This visualisation builds on the work done in the 2D Human Services Data Hub project. The motivation for this alternate representation arose from the work that was done using Google Earth. The problem with the Google Earth visualisation was that population (and projected population) was being displayed by local government area. Rather than colouring the local government areas by population, we displayed this information using extruded 3D towers.
These towers took the shape of the local government area and the height was used to represent the size of the population in that region. The differing sizes of the local government areas however, meant that some of the 3D towers appeared greater in volume than the others. Unless inspected carefully, these differences in volume could mislead a viewer by suggested a greater population than that which was actually present.
This type of visual exaggeration can easily result in a misrepresentation of the underlying data – in terms of accurate data science, this is an outcome to be avoided. In order to resolve this problem and provide a more accurate representation of the information, we developed this alternative 3D visualisation of the same data set.
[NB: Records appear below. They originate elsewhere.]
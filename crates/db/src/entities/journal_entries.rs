//! `SeaORM` Entity for journal_entries table.

use sea_orm::entity::prelude::*;
use serde::{Deserialize, Serialize};

#[derive(Clone, Debug, PartialEq, DeriveEntityModel, Eq, Serialize, Deserialize)]
#[sea_orm(table_name = "journal_entries")]
pub struct Model {
    #[sea_orm(primary_key, auto_increment = false)]
    pub id: Uuid,
    pub company_id: Uuid,
    pub entry_number: String,
    pub entry_date: Date,
    pub status: String,
    pub reference_type: Option<String>,
    pub reference_id: Option<Uuid>,
    pub description: Option<String>,
    pub is_deleted: bool,
    pub deleted_at: Option<DateTimeWithTimeZone>,
    pub created_by: Option<Uuid>,
    pub created_at: DateTimeWithTimeZone,
    pub updated_at: DateTimeWithTimeZone,
}

#[derive(Copy, Clone, Debug, EnumIter, DeriveRelation)]
pub enum Relation {
    #[sea_orm(
        belongs_to = "super::companies::Entity",
        from = "Column::CompanyId",
        to = "super::companies::Column::Id"
    )]
    Companies,
    #[sea_orm(has_many = "super::journal_lines::Entity")]
    JournalLines,
}

impl Related<super::companies::Entity> for Entity {
    fn to() -> RelationDef {
        Relation::Companies.def()
    }
}

impl Related<super::journal_lines::Entity> for Entity {
    fn to() -> RelationDef {
        Relation::JournalLines.def()
    }
}

impl ActiveModelBehavior for ActiveModel {}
This visualisation contains a 3D graph, where each axis of the graph (or box) represents one of the variables being plotted. These variables are number of social housing contracts, SEIFA (Socio-Economic Index For Areas) and population. Each point in the graph corresponds to a particular local government area.
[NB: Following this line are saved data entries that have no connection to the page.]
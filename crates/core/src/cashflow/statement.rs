//! Cash flow statement assembly.

use std::collections::{BTreeMap, HashSet};

use chrono::NaiveDate;
use rust_decimal::Decimal;
use serde::{Deserialize, Serialize};
use kontor_shared::types::{AccountId, JournalEntryId, is_material};

use super::classify::{CashFlowCategory, classify};
use crate::ledger::{Account, LedgerLine};
use crate::reports::DateRange;

/// Account sub-types that hold cash.
pub const CASH_SUB_TYPES: [&str; 2] = ["cash", "bank"];

/// One entry's net effect on cash.
#[derive(Debug, Clone, PartialEq, Eq, Serialize, Deserialize)]
#[serde(rename_all = "camelCase")]
pub struct CashFlowItem {
    /// Entry ID.
    pub entry_id: JournalEntryId,
    /// Entry number.
    pub entry_number: String,
    /// Entry date.
    pub date: NaiveDate,
    /// Description of the first cash line.
    pub description: Option<String>,
    /// Source document category.
    pub reference_type: Option<String>,
    /// Net debit minus credit across the entry's cash lines.
    pub amount: Decimal,
}

/// A statement section and its total.
#[derive(Debug, Clone, PartialEq, Eq, Serialize, Deserialize)]
#[serde(rename_all = "camelCase")]
pub struct CashFlowSection {
    /// Section.
    pub category: CashFlowCategory,
    /// Entries classified here, in date order.
    pub items: Vec<CashFlowItem>,
    /// Sum of item amounts.
    pub total: Decimal,
}

impl CashFlowSection {
    fn empty(category: CashFlowCategory) -> Self {
        Self {
            category,
            items: Vec::new(),
            total: Decimal::ZERO,
        }
    }

    fn push(&mut self, item: CashFlowItem) {
        self.total += item.amount;
        self.items.push(item);
    }
}

/// Cash flow statement.
#[derive(Debug, Clone, PartialEq, Eq, Serialize, Deserialize)]
#[serde(rename_all = "camelCase")]
pub struct CashFlowStatement {
    /// Reporting range.
    pub period: DateRange,
    /// Operating activities.
    pub operating: CashFlowSection,
    /// Investing activities.
    pub investing: CashFlowSection,
    /// Financing activities.
    pub financing: CashFlowSection,
    /// Unclassified movements.
    pub other: CashFlowSection,
    /// Sum of the four section totals.
    pub net_cash_flow: Decimal,
    /// Cash balance before the range.
    pub opening_cash: Decimal,
    /// `opening_cash + net_cash_flow`.
    pub closing_cash: Decimal,
}

impl CashFlowStatement {
    /// Returns the section for `category`.
    #[must_use]
    pub const fn section(&self, category: CashFlowCategory) -> &CashFlowSection {
        match category {
            CashFlowCategory::Operating => &self.operating,
            CashFlowCategory::Investing => &self.investing,
            CashFlowCategory::Financing => &self.financing,
            CashFlowCategory::Other => &self.other,
        }
    }

    fn section_mut(&mut self, category: CashFlowCategory) -> &mut CashFlowSection {
        match category {
            CashFlowCategory::Operating => &mut self.operating,
            CashFlowCategory::Investing => &mut self.investing,
            CashFlowCategory::Financing => &mut self.financing,
            CashFlowCategory::Other => &mut self.other,
        }
    }
}

/// Builds the cash flow statement for `range`.
///
/// Only lines on accounts tagged `cash` or `bank` count, active or not. Each posted
/// entry in range becomes one item whose amount is the sum of `debit - credit`
/// over its cash lines; entries with an immaterial net are dropped. Lines
/// before the range feed `opening_cash`.
#[must_use]
pub fn build_cash_flow(
    accounts: &[Account],
    lines: &[LedgerLine],
    range: DateRange,
) -> CashFlowStatement {
    let cash_ids: HashSet<AccountId> = accounts
        .iter()
        .filter(|a| a.has_sub_type(&CASH_SUB_TYPES))
        .map(|a| a.id)
        .collect();
    let has_activity: HashSet<AccountId> = lines
        .iter()
        .filter(|l| l.is_reportable() && l.entry_date <= range.to)
        .map(|l| l.account_id)
        .collect();
    let cash_accounts: Vec<&Account> = accounts
        .iter()
        .filter(|a| cash_ids.contains(&a.id) && a.is_reported(has_activity.contains(&a.id)))
        .collect();

    let cash_lines = lines
        .iter()
        .filter(|l| l.is_reportable() && cash_ids.contains(&l.account_id));

    let mut opening_cash: Decimal = cash_accounts.iter().map(|a| a.opening_balance).sum();
    let mut per_entry: BTreeMap<(NaiveDate, &str, JournalEntryId), CashFlowItem> = BTreeMap::new();

    for line in cash_lines {
        if line.entry_date < range.from {
            opening_cash += line.net();
            continue;
        }
        if line.entry_date > range.to {
            continue;
        }

        per_entry
            .entry((line.entry_date, line.entry_number.as_str(), line.entry_id))
            .or_insert_with(|| CashFlowItem {
                entry_id: line.entry_id,
                entry_number: line.entry_number.clone(),
                date: line.entry_date,
                description: line.description.clone(),
                reference_type: line.reference_type.clone(),
                amount: Decimal::ZERO,
            })
            .amount += line.net();
    }

    let mut statement = CashFlowStatement {
        period: range,
        operating: CashFlowSection::empty(CashFlowCategory::Operating),
        investing: CashFlowSection::empty(CashFlowCategory::Investing),
        financing: CashFlowSection::empty(CashFlowCategory::Financing),
        other: CashFlowSection::empty(CashFlowCategory::Other),
        net_cash_flow: Decimal::ZERO,
        opening_cash,
        closing_cash: opening_cash,
    };

    for item in per_entry.into_values().filter(|i| is_material(i.amount)) {
        let category = classify(item.reference_type.as_deref());
        statement.section_mut(category).push(item);
    }

    statement.net_cash_flow = CashFlowCategory::ALL
        .iter()
        .map(|c| statement.section(*c).total)
        .sum();
    statement.closing_cash = opening_cash + statement.net_cash_flow;

    statement
}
SEIFA is not an indicator of a rich or poor area, it’s more a measurement of the conditions of the area that you are living in e.g. access to schools, public transport etc. We’ve also used the SEIFA index to adjust the colour of each ball corresponding to a local government area in the graph. The number displayed in brackets beside each ball represents the population of the area. The value in yellow is the number of social housing contracts fulfilled in each area.
We use these numbers to display a metaball surrounding each data point in the graph. These balls, when close enough, will join and coalesce like water droplets into an aggregate surface (known in mathematics as an isosurface), forming a cluster in the graph which represents a collection of local government areas with a similar level of service. An interesting example of this behaviour is visible in the screen shot above – the characteristics of Ryde mean that it is almost close enough to join Randwick and Hornsby to form a single large cluster.
Normally, visualisations are used to find answers but in this situation it actually raises questions.
In the 2D visualisation of this information, we were looking at a map: the map is really just telling you where Ryde is located. If you already know where Ryde is located, in some ways you don’t really need the map -it’s just telling you where it is and what the numbers are. In the 3D visualisation however, the local government areas are positioned spatially based on the parameter space rather than geography.
In the visualisation, Parramatta and Newcastle are considered similar. This is interesting because they are not near each other geographically but they are considered similar in terms of contracts, population and SEIFA index.